Accusato di violenza sessuale su due ragazze con gravi problemi psichici ricoverate in una struttura del Comasco, è stato condannato a nove anni un infermiere di 36 anni residente sul territorio lariano. L’uomo era stato arrestato un anno fa, al termine di un’indagine scattata dopo la segnalazione di altri operatori del centro. L’infermiere si professa innocente.
L’uomo, libero professionista, era stato chiamato nella struttura per assistere in maniera continuativa le due pazienti, che avevano 15 e 17 anni. Ragazzine con problemi seri, che richiedevano la presenza costante di un operatore. Le giovani non si conoscevano, ma entrambe, secondo quanto ricostruito, avrebbero fatto riferimento a una relazione anomala con l’infermiere e a espliciti contatti fisici. Il caso era stato segnalato alle forze dell’ordine che, dopo un’indagine, avevano arrestato l’infermiere, accusato di violenza sessuale su minore, aggravata dal fatto di aver abusato delle condizioni di inferiorità psichica delle vittime.

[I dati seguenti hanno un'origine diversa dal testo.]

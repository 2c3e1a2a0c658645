//! Configuration for the replicator.
//!
//! Layered the usual way: compiled-in defaults, then an optional TOML file,
//! then `SHIFT_REPLICATOR_*` environment variables (double underscore as the
//! section separator, e.g. `SHIFT_REPLICATOR_API__BASE_URL`).

use serde::{Deserialize, Serialize};
use shift_replicator_core::rate_limiter::RateLimiterConfig;
use std::path::Path;
use std::time::Duration;
use thiserror::Error;

/// Prefix for environment variable overrides
const ENV_PREFIX: &str = "SHIFT_REPLICATOR";

// ============================================================================
// Sections
// ============================================================================

/// Top-level configuration
#[derive(Debug, Clone, Serialize, Deserialize, Default)]
#[serde(default)]
pub struct ReplicatorConfig {
    /// Staffing API settings
    pub api: ApiConfig,

    /// Rate limiting settings
    pub rate_limit: RateLimitSettings,

    /// Logging configuration
    pub logging: LoggingConfig,
}

/// Staffing API connection settings
#[derive(Debug, Clone, Serialize, Deserialize)]
#[serde(default)]
pub struct ApiConfig {
    /// Base URL of the staffing API, including any path prefix
    pub base_url: String,

    /// Per-request timeout in seconds
    pub timeout_seconds: u64,
}

impl Default for ApiConfig {
    fn default() -> Self {
        Self {
            base_url: "http://localhost:8080/api".to_string(),
            timeout_seconds: 30,
        }
    }
}

impl ApiConfig {
    /// Request timeout as a [`Duration`]
    pub fn timeout(&self) -> Duration {
        Duration::from_secs(self.timeout_seconds)
    }
}

/// External quota and the margin the limiter keeps under it
#[derive(Debug, Clone, Serialize, Deserialize)]
#[serde(default)]
pub struct RateLimitSettings {
    /// External quota, operations per minute
    pub quota_per_minute: u32,

    /// Fraction of the quota the replicator is willing to use
    pub safety_factor: f64,
}

impl Default for RateLimitSettings {
    fn default() -> Self {
        Self {
            quota_per_minute: 100,
            safety_factor: 0.8,
        }
    }
}

impl RateLimitSettings {
    /// Translate into the core limiter tuning
    pub fn to_limiter_config(&self) -> RateLimiterConfig {
        RateLimiterConfig {
            quota_per_minute: self.quota_per_minute,
            safety_factor: self.safety_factor,
            ..RateLimiterConfig::default()
        }
    }
}

/// Logging configuration
#[derive(Debug, Clone, Serialize, Deserialize)]
#[serde(default)]
pub struct LoggingConfig {
    /// Logging level (trace, debug, info, warn, error)
    pub level: String,

    /// Enable JSON structured logging
    pub json_format: bool,
}

impl Default for LoggingConfig {
    fn default() -> Self {
        Self {
            level: "info".to_string(),
            json_format: false,
        }
    }
}

// ============================================================================
// Loading and Validation
// ============================================================================

/// Configuration failures
#[derive(Debug, Error)]
pub enum ConfigError {
    #[error("failed to load configuration: {0}")]
    Load(#[from] config::ConfigError),

    #[error("invalid configuration: {field}: {message}")]
    Invalid { field: String, message: String },
}

impl ReplicatorConfig {
    /// Load configuration from defaults, an optional file and the
    /// environment, then validate.
    pub fn load(path: Option<&Path>) -> Result<Self, ConfigError> {
        let mut builder =
            config::Config::builder().add_source(config::Config::try_from(&Self::default())?);

        if let Some(path) = path {
            builder = builder.add_source(config::File::from(path));
        }

        builder = builder.add_source(
            config::Environment::with_prefix(ENV_PREFIX)
                .prefix_separator("_")
                .separator("__")
                .try_parsing(true),
        );

        let loaded: Self = builder.build()?.try_deserialize()?;
        loaded.validate()?;
        Ok(loaded)
    }

    /// Check field-level constraints
    pub fn validate(&self) -> Result<(), ConfigError> {
        if self.api.base_url.trim().is_empty() {
            return Err(ConfigError::Invalid {
                field: "api.base_url".to_string(),
                message: "must not be empty".to_string(),
            });
        }
        if url::Url::parse(&self.api.base_url).is_err() {
            return Err(ConfigError::Invalid {
                field: "api.base_url".to_string(),
                message: format!("not a valid URL: {}", self.api.base_url),
            });
        }
        if self.api.timeout_seconds == 0 {
            return Err(ConfigError::Invalid {
                field: "api.timeout_seconds".to_string(),
                message: "must be at least 1".to_string(),
            });
        }
        if self.rate_limit.quota_per_minute == 0 {
            return Err(ConfigError::Invalid {
                field: "rate_limit.quota_per_minute".to_string(),
                message: "must be at least 1".to_string(),
            });
        }
        if !(self.rate_limit.safety_factor > 0.0 && self.rate_limit.safety_factor <= 1.0) {
            return Err(ConfigError::Invalid {
                field: "rate_limit.safety_factor".to_string(),
                message: "must be within (0, 1]".to_string(),
            });
        }
        const LEVELS: [&str; 5] = ["trace", "debug", "info", "warn", "error"];
        if !LEVELS.contains(&self.logging.level.as_str()) {
            return Err(ConfigError::Invalid {
                field: "logging.level".to_string(),
                message: format!("unknown level: {}", self.logging.level),
            });
        }
        Ok(())
    }
}

#[cfg(test)]
#[path = "config_tests.rs"]
mod tests;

Nelle scorse ore, in Tribunale a Como, è stata pronunciata la sentenza di primo grado nei confronti dell’infermiere 36enne, condannato a 9 anni di reclusione. All’uomo, separato e padre di una figlia, sono stati concessi gli arresti domiciliari a casa del fratello e già nelle scorse ore ha dunque lasciato il carcere, dove era rinchiuso dallo scorso anno.
L’infermiere ha sempre respinto ogni accusa e anche durante il processo ha ribadito di non aver abusato delle pazienti. «Non so su quale base sia stata decisa la condanna – dice il suo legale difensore, Maruska Gervasoni – Le testimonianze delle due ragazze, entrambe con problemi psichici, sono inattendibili, e il mio assistito si è sempre dichiarato estraneo ai fatti. Aspettiamo le motivazioni della sentenza, poi presenteremo ricorso in Appello e siamo decisi ad arrivare alla Cassazione».